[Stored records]
*** Begin section ***
use crate::error::{Error, Result};
use crate::flatten::flatten;
use crate::merge::resolve_extend;
use crate::naming::{create_id_generator, is_valid_identifier, IdGenerator};
use crate::types::{CompileOptions, NamingMode, StyleSheetBundle, StyleSheetMap};
use indexmap::IndexMap;

/// 样式编译器
///
/// 持有类名前缀和 token 生成策略，本身不保存任何编译状态。
pub struct Compiler {
    pub(crate) prefix: String,
    pub(crate) ids: Box<dyn IdGenerator>,
}

impl Compiler {
    pub fn new() -> Self {
        Self {
            prefix: CompileOptions::default().prefix,
            ids: create_id_generator(NamingMode::Random),
        }
    }

    /// 按选项创建编译器；前缀不合法时返回 `InvalidIdentifier`
    pub fn with_options(options: CompileOptions) -> Result<Self> {
        Ok(Self::new()
            .with_prefix(options.prefix)?
            .with_naming_mode(options.naming_mode))
    }

    /// 设置类名前缀（builder 模式）
    ///
    /// 前缀和逻辑样式名一样必须能作为类名的一部分。
    pub fn with_prefix(mut self, prefix: impl Into<String>) -> Result<Self> {
        let prefix = prefix.into();
        if !is_valid_identifier(&prefix) {
            return Err(Error::InvalidIdentifier { name: prefix });
        }

        self.prefix = prefix;
        Ok(self)
    }

    /// 设置命名策略（builder 模式）
    pub fn with_naming_mode(mut self, mode: NamingMode) -> Self {
        self.ids = create_id_generator(mode);
        self
    }

    /// 注入自定义 token 生成策略（builder 模式）
    pub fn with_id_generator(mut self, ids: Box<dyn IdGenerator>) -> Self {
        self.ids = ids;
        self
    }

    pub fn prefix(&self) -> &str {
        &self.prefix
    }

    /// 编译样式表
    ///
    /// 按输入顺序处理每个逻辑样式：校验名字 → 解析 `extend` → 生成类名 →
    /// 展开规则。任何错误都会中止整个调用。
    ///
    /// # 示例
    ///
    /// ```
    /// use flcss_core::{Compiler, NamingMode, StyleSheetMap, StyleTree};
    ///
    /// let styles = StyleSheetMap::new().style(
    ///     "button",
    ///     StyleTree::new()
    ///         .value("color", "red")
    ///         .nested(":hover", StyleTree::new().value("color", "blue")),
    /// );
    ///
    /// let compiler = Compiler::new().with_naming_mode(NamingMode::Sequential);
    /// let result = compiler.compile_style_sheet(&styles).unwrap();
    ///
    /// assert_eq!(result.names["button"], "flcss-button-0");
    /// assert_eq!(
    ///     result.bundle,
    ///     ".flcss-button-0 { color: red; }\n.flcss-button-0:hover { color: blue; }"
    /// );
    /// ```
    pub fn compile_style_sheet(&self, styles: &StyleSheetMap) -> Result<StyleSheetBundle> {
        let mut names = IndexMap::new();
        let mut lines = Vec::new();

        for (name, tree) in styles.iter() {
            if !is_valid_identifier(name) {
                return Err(Error::InvalidIdentifier { name: name.clone() });
            }

            let resolved = resolve_extend(name, tree, styles)?;

            let seed = if self.ids.needs_seed() {
                format!("{}:{}", name, serde_json::to_string(&*resolved)?)
            } else {
                String::new()
            };
            let class_name = format!("{}-{}-{}", self.prefix, name, self.ids.generate(&seed));
            tracing::debug!(style = %name, class = %class_name, "compile style");

            let rules = flatten(&format!(".{}", class_name), &resolved);
            lines.extend(rules.iter().map(|rule| rule.to_css()));

            names.insert(name.clone(), class_name);
        }

        Ok(StyleSheetBundle {
            names,
            bundle: lines.join("\n"),
        })
    }
}

impl Default for Compiler {
    fn default() -> Self {
        Self::new()
    }
}

/// 使用默认配置编译样式表
pub fn compile_style_sheet(styles: &StyleSheetMap) -> Result<StyleSheetBundle> {
    Compiler::default().compile_style_sheet(styles)
}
*** End section ***
◆ Activity ◆
What lines in the records contain the word "blue"? Return each one.

◆ Response box ◆
    ///         .nested(":hover", StyleTree::new().value("color", "blue")),
    ///     ".flcss-button-0 { color: red; }\n.flcss-button-0:hover { color: blue; }"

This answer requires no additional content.